Content starts

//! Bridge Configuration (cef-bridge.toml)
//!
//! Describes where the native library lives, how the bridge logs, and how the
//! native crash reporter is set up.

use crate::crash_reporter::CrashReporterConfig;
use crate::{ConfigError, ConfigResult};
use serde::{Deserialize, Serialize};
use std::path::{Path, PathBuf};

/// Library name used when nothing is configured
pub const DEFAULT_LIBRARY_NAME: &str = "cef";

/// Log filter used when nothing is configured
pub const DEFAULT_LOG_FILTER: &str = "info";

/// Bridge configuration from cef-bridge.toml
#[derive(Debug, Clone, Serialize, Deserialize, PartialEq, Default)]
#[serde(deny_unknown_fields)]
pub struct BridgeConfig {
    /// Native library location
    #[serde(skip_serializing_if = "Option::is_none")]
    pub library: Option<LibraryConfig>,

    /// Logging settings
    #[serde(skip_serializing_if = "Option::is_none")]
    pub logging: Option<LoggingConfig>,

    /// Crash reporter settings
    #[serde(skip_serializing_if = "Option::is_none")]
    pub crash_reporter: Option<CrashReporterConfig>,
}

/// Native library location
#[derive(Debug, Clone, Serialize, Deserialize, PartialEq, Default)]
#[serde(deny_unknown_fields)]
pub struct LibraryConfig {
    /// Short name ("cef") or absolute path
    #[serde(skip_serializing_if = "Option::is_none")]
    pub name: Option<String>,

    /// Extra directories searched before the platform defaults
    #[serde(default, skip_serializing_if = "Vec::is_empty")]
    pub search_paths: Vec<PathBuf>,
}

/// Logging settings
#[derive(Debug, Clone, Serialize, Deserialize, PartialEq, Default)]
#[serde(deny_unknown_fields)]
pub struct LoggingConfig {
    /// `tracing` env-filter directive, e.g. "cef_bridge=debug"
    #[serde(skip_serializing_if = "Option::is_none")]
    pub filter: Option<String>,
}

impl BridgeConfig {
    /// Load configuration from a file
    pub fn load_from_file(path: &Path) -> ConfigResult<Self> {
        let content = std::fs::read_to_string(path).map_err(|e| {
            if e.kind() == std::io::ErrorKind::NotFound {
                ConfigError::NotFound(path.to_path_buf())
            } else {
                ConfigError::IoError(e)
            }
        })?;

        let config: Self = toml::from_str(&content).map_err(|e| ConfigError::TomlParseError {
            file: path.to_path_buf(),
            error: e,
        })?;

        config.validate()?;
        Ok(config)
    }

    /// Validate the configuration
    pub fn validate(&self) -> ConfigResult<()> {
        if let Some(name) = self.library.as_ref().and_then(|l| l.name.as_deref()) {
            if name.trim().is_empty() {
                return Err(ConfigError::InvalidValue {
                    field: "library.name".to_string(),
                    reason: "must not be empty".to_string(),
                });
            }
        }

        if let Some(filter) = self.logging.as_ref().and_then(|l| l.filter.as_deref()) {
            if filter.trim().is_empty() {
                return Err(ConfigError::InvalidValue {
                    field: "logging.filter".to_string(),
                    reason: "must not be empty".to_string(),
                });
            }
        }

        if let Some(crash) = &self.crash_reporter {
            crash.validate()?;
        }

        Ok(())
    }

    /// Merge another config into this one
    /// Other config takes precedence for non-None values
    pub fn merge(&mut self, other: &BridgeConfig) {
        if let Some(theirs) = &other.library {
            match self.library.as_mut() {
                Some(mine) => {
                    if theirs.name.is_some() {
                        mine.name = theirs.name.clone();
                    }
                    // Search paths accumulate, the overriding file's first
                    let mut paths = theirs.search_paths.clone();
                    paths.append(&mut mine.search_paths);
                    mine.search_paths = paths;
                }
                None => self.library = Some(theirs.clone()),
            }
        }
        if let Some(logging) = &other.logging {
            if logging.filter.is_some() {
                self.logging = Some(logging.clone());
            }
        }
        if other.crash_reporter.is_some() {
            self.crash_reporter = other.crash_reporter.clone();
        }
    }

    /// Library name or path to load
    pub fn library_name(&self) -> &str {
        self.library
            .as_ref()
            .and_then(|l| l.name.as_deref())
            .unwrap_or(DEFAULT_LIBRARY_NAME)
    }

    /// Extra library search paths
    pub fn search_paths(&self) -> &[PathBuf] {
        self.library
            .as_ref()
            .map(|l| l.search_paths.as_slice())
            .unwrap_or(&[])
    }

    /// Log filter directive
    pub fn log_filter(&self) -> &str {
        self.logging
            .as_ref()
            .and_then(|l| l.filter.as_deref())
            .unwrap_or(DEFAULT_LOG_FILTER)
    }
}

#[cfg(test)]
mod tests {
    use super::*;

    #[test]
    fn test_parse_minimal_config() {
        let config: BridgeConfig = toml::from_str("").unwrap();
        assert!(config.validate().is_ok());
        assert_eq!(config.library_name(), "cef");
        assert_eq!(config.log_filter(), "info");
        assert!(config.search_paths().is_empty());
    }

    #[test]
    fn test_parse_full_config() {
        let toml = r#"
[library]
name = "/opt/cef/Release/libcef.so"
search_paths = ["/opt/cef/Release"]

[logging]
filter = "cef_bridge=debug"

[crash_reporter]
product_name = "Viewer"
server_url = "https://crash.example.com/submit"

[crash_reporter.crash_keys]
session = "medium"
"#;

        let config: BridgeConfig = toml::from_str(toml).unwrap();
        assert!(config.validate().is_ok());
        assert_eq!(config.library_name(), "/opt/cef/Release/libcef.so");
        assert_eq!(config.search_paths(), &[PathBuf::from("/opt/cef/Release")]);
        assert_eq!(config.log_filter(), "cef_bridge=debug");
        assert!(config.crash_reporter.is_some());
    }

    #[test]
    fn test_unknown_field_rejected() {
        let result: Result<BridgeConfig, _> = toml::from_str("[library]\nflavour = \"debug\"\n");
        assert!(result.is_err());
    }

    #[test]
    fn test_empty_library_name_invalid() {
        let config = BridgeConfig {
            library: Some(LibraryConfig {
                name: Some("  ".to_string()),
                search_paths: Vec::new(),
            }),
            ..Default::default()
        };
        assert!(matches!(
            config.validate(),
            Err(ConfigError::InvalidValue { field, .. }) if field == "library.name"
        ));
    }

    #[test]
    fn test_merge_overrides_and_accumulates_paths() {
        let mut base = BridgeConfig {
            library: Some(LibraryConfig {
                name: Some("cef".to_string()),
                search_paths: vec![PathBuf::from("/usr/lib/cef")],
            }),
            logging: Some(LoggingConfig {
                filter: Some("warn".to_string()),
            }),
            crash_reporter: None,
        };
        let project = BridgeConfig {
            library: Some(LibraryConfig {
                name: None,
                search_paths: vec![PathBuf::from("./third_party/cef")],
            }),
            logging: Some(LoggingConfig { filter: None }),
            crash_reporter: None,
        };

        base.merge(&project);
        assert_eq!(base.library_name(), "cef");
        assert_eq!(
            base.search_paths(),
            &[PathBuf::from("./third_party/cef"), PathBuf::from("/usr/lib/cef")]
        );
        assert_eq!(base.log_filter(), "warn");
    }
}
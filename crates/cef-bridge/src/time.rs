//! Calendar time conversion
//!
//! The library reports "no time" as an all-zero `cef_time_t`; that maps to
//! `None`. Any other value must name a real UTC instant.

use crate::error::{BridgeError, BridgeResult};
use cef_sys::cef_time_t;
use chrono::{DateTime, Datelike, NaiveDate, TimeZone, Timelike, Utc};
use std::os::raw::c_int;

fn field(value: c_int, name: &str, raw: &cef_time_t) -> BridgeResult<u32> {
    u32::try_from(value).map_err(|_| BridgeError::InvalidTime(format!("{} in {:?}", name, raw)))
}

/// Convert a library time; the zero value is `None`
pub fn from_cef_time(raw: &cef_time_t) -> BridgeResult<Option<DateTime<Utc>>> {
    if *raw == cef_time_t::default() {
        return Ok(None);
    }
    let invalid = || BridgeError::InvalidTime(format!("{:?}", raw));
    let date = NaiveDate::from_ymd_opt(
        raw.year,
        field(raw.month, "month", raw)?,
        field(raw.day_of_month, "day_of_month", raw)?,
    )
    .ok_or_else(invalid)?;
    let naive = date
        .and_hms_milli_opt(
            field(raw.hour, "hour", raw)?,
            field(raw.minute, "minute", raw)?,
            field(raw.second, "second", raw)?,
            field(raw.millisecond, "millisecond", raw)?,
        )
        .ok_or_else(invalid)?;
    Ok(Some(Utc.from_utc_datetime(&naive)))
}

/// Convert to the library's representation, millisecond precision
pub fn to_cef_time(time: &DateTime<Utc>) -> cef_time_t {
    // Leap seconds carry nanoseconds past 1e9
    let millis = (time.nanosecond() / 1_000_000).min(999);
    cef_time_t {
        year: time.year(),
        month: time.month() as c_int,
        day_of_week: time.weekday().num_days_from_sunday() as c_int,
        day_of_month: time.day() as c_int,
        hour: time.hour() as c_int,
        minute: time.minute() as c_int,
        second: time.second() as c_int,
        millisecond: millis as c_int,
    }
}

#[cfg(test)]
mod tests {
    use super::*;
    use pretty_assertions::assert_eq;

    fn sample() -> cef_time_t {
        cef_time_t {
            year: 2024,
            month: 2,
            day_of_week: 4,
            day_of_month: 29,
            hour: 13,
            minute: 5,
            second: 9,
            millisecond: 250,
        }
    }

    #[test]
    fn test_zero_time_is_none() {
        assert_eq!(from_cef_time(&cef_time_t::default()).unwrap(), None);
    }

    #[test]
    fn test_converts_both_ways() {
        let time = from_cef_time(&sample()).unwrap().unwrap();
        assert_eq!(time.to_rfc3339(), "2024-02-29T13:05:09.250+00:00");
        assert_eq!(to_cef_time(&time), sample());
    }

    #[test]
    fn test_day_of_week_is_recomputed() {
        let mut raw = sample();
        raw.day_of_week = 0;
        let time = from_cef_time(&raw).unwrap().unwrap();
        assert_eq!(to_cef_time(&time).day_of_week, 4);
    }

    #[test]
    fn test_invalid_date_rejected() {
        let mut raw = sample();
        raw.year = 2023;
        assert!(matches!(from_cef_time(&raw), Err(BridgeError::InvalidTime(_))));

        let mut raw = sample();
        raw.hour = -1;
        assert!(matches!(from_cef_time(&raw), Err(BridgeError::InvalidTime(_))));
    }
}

Content ends

◆ WORK TO BE COMPLETED
The expected output is exactly the lines of the listing above between the line holding "Log filter directive" and the line holding "let config: BridgeConfig = toml::from_str(toml).unwrap();", inclusive.

◆ REPLY
    /// Log filter directive
    pub fn log_filter(&self) -> &str {
        self.logging
            .as_ref()
            .and_then(|l| l.filter.as_deref())
            .unwrap_or(DEFAULT_LOG_FILTER)
    }
}

#[cfg(test)]
mod tests {
    use super::*;

    #[test]
    fn test_parse_minimal_config() {
        let config: BridgeConfig = toml::from_str("").unwrap();
        assert!(config.validate().is_ok());
        assert_eq!(config.library_name(), "cef");
        assert_eq!(config.log_filter(), "info");
        assert!(config.search_paths().is_empty());
    }

    #[test]
    fn test_parse_full_config() {
        let toml = r#"
[library]
name = "/opt/cef/Release/libcef.so"
search_paths = ["/opt/cef/Release"]

[logging]
filter = "cef_bridge=debug"

[crash_reporter]
product_name = "Viewer"
server_url = "https://crash.example.com/submit"

[crash_reporter.crash_keys]
session = "medium"
"#;

        let config: BridgeConfig = toml::from_str(toml).unwrap();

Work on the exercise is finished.